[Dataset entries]
..........
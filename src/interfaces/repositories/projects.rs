use std::sync::Arc;

use crate::constants::PROJECTS_SLOT;
use crate::entities::project::Project;

use super::store::{SlotStore, SlotStoreExt};

/// Collection rules for the project portfolio.
pub trait ProjectRepository: Send + Sync {
    /// All projects in display order (append order).
    fn list(&self) -> Vec<Project>;

    /// Upserts by surrogate id: an unsaved project (id 0) gets a fresh id
    /// and is appended; otherwise the element with a matching id is replaced
    /// in place. Saving an unknown nonzero id leaves the collection
    /// unchanged. Returns the project as persisted.
    fn save(&self, project: Project) -> Project;

    /// Removes the project with the given id; unknown ids are a no-op.
    fn delete(&self, id: i64);
}

/// Store-backed repository over the `admin-projects` slot.
pub struct StoreProjectRepo {
    store: Arc<dyn SlotStore>,
}

impl StoreProjectRepo {
    pub fn new(store: Arc<dyn SlotStore>) -> Self {
        StoreProjectRepo { store }
    }
}

impl ProjectRepository for StoreProjectRepo {
    fn list(&self) -> Vec<Project> {
        self.store.get(PROJECTS_SLOT).unwrap_or_default()
    }

    fn save(&self, project: Project) -> Project {
        let mut saved = project.clone();
        self.store.update::<Vec<Project>>(PROJECTS_SLOT, |current| {
            let mut projects = current.unwrap_or_default();
            if project.is_unsaved() {
                saved.id = Project::fresh_id(&projects);
                projects.push(saved.clone());
            } else if let Some(slot) = projects.iter_mut().find(|p| p.id == project.id) {
                *slot = project.clone();
            }
            projects
        });
        tracing::debug!("Saved project {} ('{}')", saved.id, saved.title);
        saved
    }

    fn delete(&self, id: i64) {
        self.store.update::<Vec<Project>>(PROJECTS_SLOT, |current| {
            let mut projects = current.unwrap_or_default();
            projects.retain(|p| p.id != id);
            projects
        });
        tracing::debug!("Deleted project {}", id);
    }
}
..........
→ **WHAT IS NEEDED**: How many lines of these entries hold the string "crate"? Answer with the number alone.

→ **COMPLETED EXERCISE**: 2